*** Begin section ***

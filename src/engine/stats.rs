//! 引擎运行统计
//! Engine runtime statistics

use std::fmt;
use std::sync::atomic::{AtomicU64, Ordering};

/// 内部原子计数器，终态路径上无锁更新
/// Internal atomic counters, updated lock-free on terminal paths
#[derive(Debug, Default)]
pub(crate) struct StatsCounters {
    scheduled: AtomicU64,
    completed: AtomicU64,
    cleared: AtomicU64,
    segments_issued: AtomicU64,
}

impl StatsCounters {
    pub(crate) fn record_scheduled(&self) {
        self.scheduled.fetch_add(1, Ordering::Relaxed);
    }

    pub(crate) fn record_completed(&self) {
        self.completed.fetch_add(1, Ordering::Relaxed);
    }

    pub(crate) fn record_cleared(&self) {
        self.cleared.fetch_add(1, Ordering::Relaxed);
    }

    pub(crate) fn record_segment(&self) {
        self.segments_issued.fetch_add(1, Ordering::Relaxed);
    }

    /// 抓取一份快照
    /// Takes a snapshot
    pub(crate) fn snapshot(&self, active: usize) -> TimerStats {
        TimerStats {
            scheduled: self.scheduled.load(Ordering::Relaxed),
            completed: self.completed.load(Ordering::Relaxed),
            cleared: self.cleared.load(Ordering::Relaxed),
            segments_issued: self.segments_issued.load(Ordering::Relaxed),
            active,
        }
    }
}

/// 定时器引擎统计快照
/// Snapshot of timer engine statistics
#[derive(Debug, Clone, Copy, PartialEq, Eq, Default)]
pub struct TimerStats {
    /// 已调度的定时器总数
    /// Total timers scheduled
    pub scheduled: u64,
    /// 正常到期完成的一次性定时器总数
    /// Total one-shot timers that elapsed normally
    pub completed: u64,
    /// 到期前被清除的定时器总数
    /// Total timers cleared before expiry
    pub cleared: u64,
    /// 已签发的原生分段总数
    /// Total native segments issued
    pub segments_issued: u64,
    /// 当前活跃的定时器数
    /// Timers currently active
    pub active: usize,
}

impl fmt::Display for TimerStats {
    fn fmt(&self, f: &mut fmt::Formatter<'_>) -> fmt::Result {
        write!(
            f,
            "TimerStats {{ scheduled: {}, completed: {}, cleared: {}, segments: {}, active: {} }}",
            self.scheduled, self.completed, self.cleared, self.segments_issued, self.active
        )
    }
}
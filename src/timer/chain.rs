//! 分段调度器
//! Segment scheduler
//!
//! 本模块是链式定时器的状态机：把逻辑延迟换算成绝对目标时间，按原生
//! 上界切出分段逐个签发，并在每个分段到期时决定是续链还是派发用户
//! 作业。所有转换都在核心状态锁内完成，用户回调一律在锁外调用。
//!
//! This module is the state machine of a chained timer: it converts the
//! logical delay into an absolute target time, carves segments off it at the
//! native bound and issues them one by one, deciding at every segment expiry
//! whether to extend the chain or dispatch the user job. All transitions
//! happen inside the core state lock; user callbacks always run outside it.

use std::sync::Arc;
use std::time::Duration;

use tracing::{debug, trace};

use crate::driver::{SegmentCallback, TimerDriver};

use super::interval;
use super::state::{ChainState, TimerCore, TimerJob};

/// 启动一条新链
/// Starts a fresh chain
///
/// 目标时间无法表示时不签发任何分段：定时器保持无界挂起，只能被清除。
/// When the target time is not representable no segment is issued: the timer
/// stays pending unbounded and can only be cleared.
pub(crate) fn start<D: TimerDriver>(core: &Arc<TimerCore<D>>, total_delay: Duration) {
    let mut state = core.lock();
    match core.driver.now().checked_add(total_delay) {
        Some(target) => {
            state.target = Some(target);
            issue_segment(core, &mut state, total_delay);
        }
        None => {
            state.target = None;
            debug!(
                timer_id = core.id,
                delay_ms = total_delay.as_millis() as u64,
                "target time not representable, timer will never fire"
            );
        }
    }
}

/// 按剩余跨度签发下一个原生分段
/// Issues the next native segment for the given remaining span
///
/// 剩余跨度超过原生上界时按上界截断，是否为最后一段在签发时就已确定。
/// Spans beyond the native bound are capped at it; whether the segment is
/// the final one is decided right here at issue time.
pub(crate) fn issue_segment<D: TimerDriver>(
    core: &Arc<TimerCore<D>>,
    state: &mut ChainState<D>,
    remaining: Duration,
) {
    let max_segment = core.driver.max_segment();
    let span = remaining.min(max_segment);
    let is_final = remaining <= max_segment;

    let callback: SegmentCallback = {
        let core = Arc::clone(core);
        Box::new(move || on_segment_fired(&core))
    };
    let native = core.driver.schedule(span, callback);
    if !state.keep_alive {
        core.driver.set_keep_alive(&native, false);
    }
    state.native = Some(native);
    state.final_segment = is_final;
    state.segments_issued += 1;

    if let Some(shared) = core.engine.upgrade() {
        shared.stats().record_segment();
    }
    trace!(
        timer_id = core.id,
        segment = state.segments_issued,
        span_ms = span.as_millis() as u64,
        is_final,
        "native segment issued"
    );
}

/// 原生分段到期入口
/// Entry point for an expired native segment
///
/// 非最后一段：按绝对目标时间重新计算剩余跨度并续链。最后一段：取出
/// 用户作业并派发。清除与到期在状态锁上线性化，先拿到锁的一方获胜。
/// Non-final segment: recompute the remaining span from the absolute target
/// and extend the chain. Final segment: check out the user job and dispatch
/// it. Clear and expiry linearize on the state lock; whoever takes the lock
/// first wins.
pub(crate) fn on_segment_fired<D: TimerDriver>(core: &Arc<TimerCore<D>>) {
    let job = {
        let mut state = core.lock();
        if core.cleared() {
            // 清除先持锁，本次到期作废
            // A clear won the lock first; this expiry is void
            return;
        }
        state.native = None;
        if !state.final_segment {
            if let Some(target) = state.target {
                let remaining = target.saturating_duration_since(core.driver.now());
                issue_segment(core, &mut state, remaining);
            }
            return;
        }
        let job = state.job.take();
        if !matches!(job, Some(TimerJob::Repeat { .. })) {
            // 一次性定时器到此终结，先注销观察任务再派发
            // A one-shot is terminal here; deregister the watcher before dispatch
            state.done = true;
            if let Some(watcher) = state.watcher.take() {
                watcher.abort();
            }
        }
        job
    };

    match job {
        Some(TimerJob::Once(callback)) => {
            if let Some(shared) = core.engine.upgrade() {
                shared.on_completed(core.id);
            }
            debug!(timer_id = core.id, "timer elapsed");
            callback();
        }
        Some(TimerJob::Repeat { period, tick }) => {
            interval::on_cycle_elapsed(core, period, tick);
        }
        // 作业已被并发派发取走
        // The job was checked out by a concurrent dispatch
        None => {}
    }
}
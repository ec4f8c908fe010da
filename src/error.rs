//! 定义了库中所有可能的错误类型。
//! Defines all possible error types in the library.

use thiserror::Error;

/// Default message carried by a cancellation error when the caller does not
/// supply one.
/// 当调用者未提供消息时，取消错误携带的默认消息。
pub const DEFAULT_CANCEL_MESSAGE: &str = "the operation was cancelled";

/// The primary error type for the long-horizon timer library.
///
/// Scheduling itself is infallible: an out-of-range delay degrades to an
/// unbounded timer that never fires, and clearing a callback-style timer is a
/// silent no-op. The only failure surfaced to callers is cancellation of a
/// suspended delay operation.
///
/// 长时定时器库的主要错误类型。
///
/// 调度本身不会失败：超出范围的延迟会退化为永不触发的无界定时器，
/// 清除回调式定时器则是静默空操作。唯一向调用者暴露的失败是
/// 挂起中的延迟操作被取消。
#[derive(Debug, Clone, PartialEq, Eq, Error)]
pub enum Error {
    /// The operation was cancelled through its cancellation signal before it
    /// could complete.
    /// 操作在完成之前通过其取消信号被取消。
    #[error("{message}")]
    Cancelled {
        /// Human-readable description of the cancellation.
        /// 取消原因的人类可读描述。
        message: String,
    },
}

impl Error {
    /// Creates a cancellation error with the default message.
    /// 使用默认消息创建取消错误。
    pub fn cancelled() -> Self {
        Error::Cancelled {
            message: DEFAULT_CANCEL_MESSAGE.to_string(),
        }
    }

    /// Creates a cancellation error with a caller-supplied message.
    /// 使用调用者提供的消息创建取消错误。
    pub fn cancelled_with(message: impl Into<String>) -> Self {
        Error::Cancelled {
            message: message.into(),
        }
    }

    /// Returns true if this error is the cancellation kind.
    /// 如果此错误是取消类型则返回 true。
    pub fn is_cancelled(&self) -> bool {
        matches!(self, Error::Cancelled { .. })
    }
}

/// A specialized `Result` type for this library.
/// 本库专用的 `Result` 类型。
pub type Result<T> = std::result::Result<T, Error>;

#[cfg(test)]
mod tests {
    use super::*;

    #[test]
    fn default_message_is_stable() {
        let err = Error::cancelled();
        assert!(err.is_cancelled());
        assert_eq!(err.to_string(), DEFAULT_CANCEL_MESSAGE);
    }

    #[test]
    fn override_message_is_preserved() {
        let err = Error::cancelled_with("shutdown requested");
        assert!(err.is_cancelled());
        assert_eq!(err.to_string(), "shutdown requested");
    }
}
//! 取消信号：一次性从“活动”翻转为“已取消”的可观察对象
//! Cancellation signal: an observable that trips once from active to cancelled
//!
//! 引擎只要求信号具备两种能力：查询当前状态，以及等待它翻转。
//! [`CancelSource`] 是拥有方（翻转它），[`CancelSignal`] 是可克隆的
//! 观察方。信号是水平触发的：在翻转之后创建的观察者同样能立即看到
//! 已取消状态。
//!
//! The engine needs exactly two capabilities from a signal: query the current
//! state, and await the transition. [`CancelSource`] is the owning side (it
//! trips the signal); [`CancelSignal`] is the cloneable observing side. The
//! signal is level-triggered: an observer created after the trip still sees
//! the cancelled state immediately.

use tokio::sync::watch;

/// The owning side of a cancellation signal.
///
/// Dropping the source without cancelling leaves every signal permanently
/// active: observers waiting on [`CancelSignal::cancelled`] will never
/// resolve.
///
/// 取消信号的拥有方。
///
/// 不取消而直接丢弃拥有方会让所有信号永久保持活动状态：等待
/// [`CancelSignal::cancelled`] 的观察者永远不会被唤醒。
#[derive(Debug)]
pub struct CancelSource {
    tx: watch::Sender<bool>,
}

impl CancelSource {
    /// Creates a new, untripped source.
    /// 创建一个新的、尚未触发的拥有方。
    pub fn new() -> Self {
        let (tx, _rx) = watch::channel(false);
        Self { tx }
    }

    /// Returns a fresh observer of this source.
    /// 返回此拥有方的一个新观察者。
    pub fn signal(&self) -> CancelSignal {
        CancelSignal {
            rx: self.tx.subscribe(),
        }
    }

    /// Trips the signal. Idempotent; every current and future observer sees
    /// the cancelled state.
    /// 触发信号。幂等；所有当前与未来的观察者都会看到已取消状态。
    pub fn cancel(&self) {
        self.tx.send_replace(true);
    }

    /// Whether the signal has been tripped.
    /// 信号是否已被触发。
    pub fn is_cancelled(&self) -> bool {
        *self.tx.borrow()
    }

    /// Number of live observers (signals handed out and watchers parked on
    /// them). Useful for asserting that completed timers deregister their
    /// watchers.
    /// 存活观察者数量（已发出的信号与停靠其上的观察任务）。可用于断言
    /// 已完成的定时器注销了它们的观察任务。
    pub fn observer_count(&self) -> usize {
        self.tx.receiver_count()
    }
}

impl Default for CancelSource {
    fn default() -> Self {
        Self::new()
    }
}

/// The observing side of a cancellation signal.
/// 取消信号的观察方。
#[derive(Debug, Clone)]
pub struct CancelSignal {
    rx: watch::Receiver<bool>,
}

impl CancelSignal {
    /// Whether the signal has been tripped.
    /// 信号是否已被触发。
    pub fn is_cancelled(&self) -> bool {
        *self.rx.borrow()
    }

    /// Suspends until the signal trips.
    ///
    /// Resolves immediately if it already has. If the [`CancelSource`] is
    /// dropped without cancelling, the signal can never trip and this future
    /// stays pending forever.
    ///
    /// 挂起直到信号触发。
    ///
    /// 若信号已触发则立即返回。若 [`CancelSource`] 未取消即被丢弃，
    /// 信号永远不会触发，此 future 将永久挂起。
    pub async fn cancelled(&self) {
        // wait_for needs a mutable receiver; observe through a private clone
        // so the signal itself stays shareable.
        let mut rx = self.rx.clone();
        if rx.wait_for(|cancelled| *cancelled).await.is_err() {
            // Source dropped while still active: this signal can never trip.
            std::future::pending::<()>().await;
        }
    }
}
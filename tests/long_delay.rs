//! Long-horizon timers on the real Tokio driver, under a paused clock.
//!
//! Delays far beyond the native segment bound (about 24.8 days) must elapse
//! at exactly the requested virtual instant, with remaining-time queries
//! staying coherent mid-chain.

pub mod common;

use std::time::Duration;

use common::harness::{counter, init_tracing, settle};
use tern_timer::{Remaining, TimerEngine, MAX_SEGMENT};
use tokio::sync::oneshot;
use tokio::time::Instant;

const DAY: Duration = Duration::from_secs(24 * 3600);

#[tokio::test(start_paused = true)]
async fn test_sixty_day_timeout_elapses_exactly() {
    init_tracing();
    let engine = TimerEngine::new();
    let (tx, rx) = oneshot::channel();

    // 60 days needs three native segments
    assert!(60 * DAY > 2 * MAX_SEGMENT);
    let start = Instant::now();
    let handle = engine.schedule_timeout(60 * DAY, move || {
        let _ = tx.send(Instant::now());
    });
    settle().await;

    let fired_at = rx.await.unwrap();
    assert_eq!(fired_at - start, 60 * DAY);
    assert!(!handle.cleared());
    assert_eq!(handle.remaining(), Remaining::Finite(Duration::ZERO));
    assert_eq!(engine.stats().completed, 1);
    assert_eq!(engine.active(), 0);
}

#[tokio::test(start_paused = true)]
async fn test_remaining_counts_down_across_segments() {
    init_tracing();
    let engine = TimerEngine::new();
    let (_count, on_fire) = counter();

    let handle = engine.schedule_timeout(60 * DAY, on_fire);
    settle().await;
    assert_eq!(handle.remaining(), Remaining::Finite(60 * DAY));

    // Ten days in, still inside the first native segment
    tokio::time::advance(10 * DAY).await;
    settle().await;
    assert_eq!(handle.remaining(), Remaining::Finite(50 * DAY));

    // Thirty days in, the chain has crossed into its second segment
    tokio::time::advance(20 * DAY).await;
    settle().await;
    assert_eq!(handle.remaining(), Remaining::Finite(30 * DAY));

    handle.clear();
    assert_eq!(handle.remaining(), Remaining::Finite(Duration::ZERO));
    assert_eq!(engine.active(), 0);
}

#[tokio::test(start_paused = true)]
async fn test_delay_spans_beyond_native_bound() {
    init_tracing();
    let engine = TimerEngine::new();

    let start = Instant::now();
    engine.delay(30 * DAY).await.unwrap();
    assert_eq!(Instant::now() - start, 30 * DAY);
}

#[tokio::test(start_paused = true)]
async fn test_short_timeout_on_real_driver() {
    init_tracing();
    let engine = TimerEngine::new();
    let (count, on_fire) = counter();

    engine.schedule_timeout(Duration::from_millis(25), on_fire);
    settle().await;

    tokio::time::advance(Duration::from_millis(24)).await;
    settle().await;
    assert_eq!(count.load(std::sync::atomic::Ordering::SeqCst), 0);

    tokio::time::advance(Duration::from_millis(1)).await;
    settle().await;
    assert_eq!(count.load(std::sync::atomic::Ordering::SeqCst), 1);
}
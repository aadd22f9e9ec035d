//! Core game data types: skill levels and parsed player commands.

use serde::{Deserialize, Serialize};
use std::fmt;
use std::str::FromStr;

/// Player skill level, chosen at the start of a session.
///
/// The skill level selects which hint pool the game draws from and how many
/// distinct items must be found before the puzzle can be solved.
#[derive(Debug, Clone, Copy, PartialEq, Eq, Serialize, Deserialize)]
#[serde(rename_all = "lowercase")]
pub enum SkillLevel {
    Beginner,
    Intermediate,
    Expert,
}

impl SkillLevel {
    /// Number of distinct items that must be found before `solve` succeeds.
    pub fn required_finds(&self) -> usize {
        match self {
            SkillLevel::Beginner => 2,
            SkillLevel::Intermediate => 3,
            SkillLevel::Expert => 4,
        }
    }
}

impl FromStr for SkillLevel {
    type Err = ();

    fn from_str(s: &str) -> Result<Self, Self::Err> {
        match s.trim().to_lowercase().as_str() {
            "beginner" => Ok(SkillLevel::Beginner),
            "intermediate" => Ok(SkillLevel::Intermediate),
            "expert" => Ok(SkillLevel::Expert),
            _ => Err(()),
        }
    }
}

impl fmt::Display for SkillLevel {
    fn fmt(&self, f: &mut fmt::Formatter<'_>) -> fmt::Result {
        let name = match self {
            SkillLevel::Beginner => "beginner",
            SkillLevel::Intermediate => "intermediate",
            SkillLevel::Expert => "expert",
        };
        write!(f, "{}", name)
    }
}

/// A parsed line of player input.
///
/// Keyword commands are matched case-insensitively; anything else is treated
/// as a free-text item search.
#[derive(Debug, Clone, PartialEq, Eq)]
pub enum Command {
    /// Ask for a skill-tiered hint.
    Hint,
    /// Attempt to solve the puzzle.
    Solve,
    /// Re-describe the room.
    Look,
    /// Show points and earned badges.
    Score,
    /// Leave the game without escaping.
    Quit,
    /// Free-text search for an item.
    Search(String),
}

impl Command {
    /// Parse a raw input line. Returns `None` for blank input.
    pub fn parse(input: &str) -> Option<Command> {
        let trimmed = input.trim();
        if trimmed.is_empty() {
            return None;
        }
        match trimmed.to_lowercase().as_str() {
            "hint" => Some(Command::Hint),
            "solve" => Some(Command::Solve),
            "look" => Some(Command::Look),
            "score" | "badges" => Some(Command::Score),
            "quit" | "exit" => Some(Command::Quit),
            _ => Some(Command::Search(trimmed.to_string())),
        }
    }
}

*** End section ***

**PROBLEM STATEMENT**
The answer must be a single number: the count of lines above that contain the word "channel".

**TASK RESPONSE**
2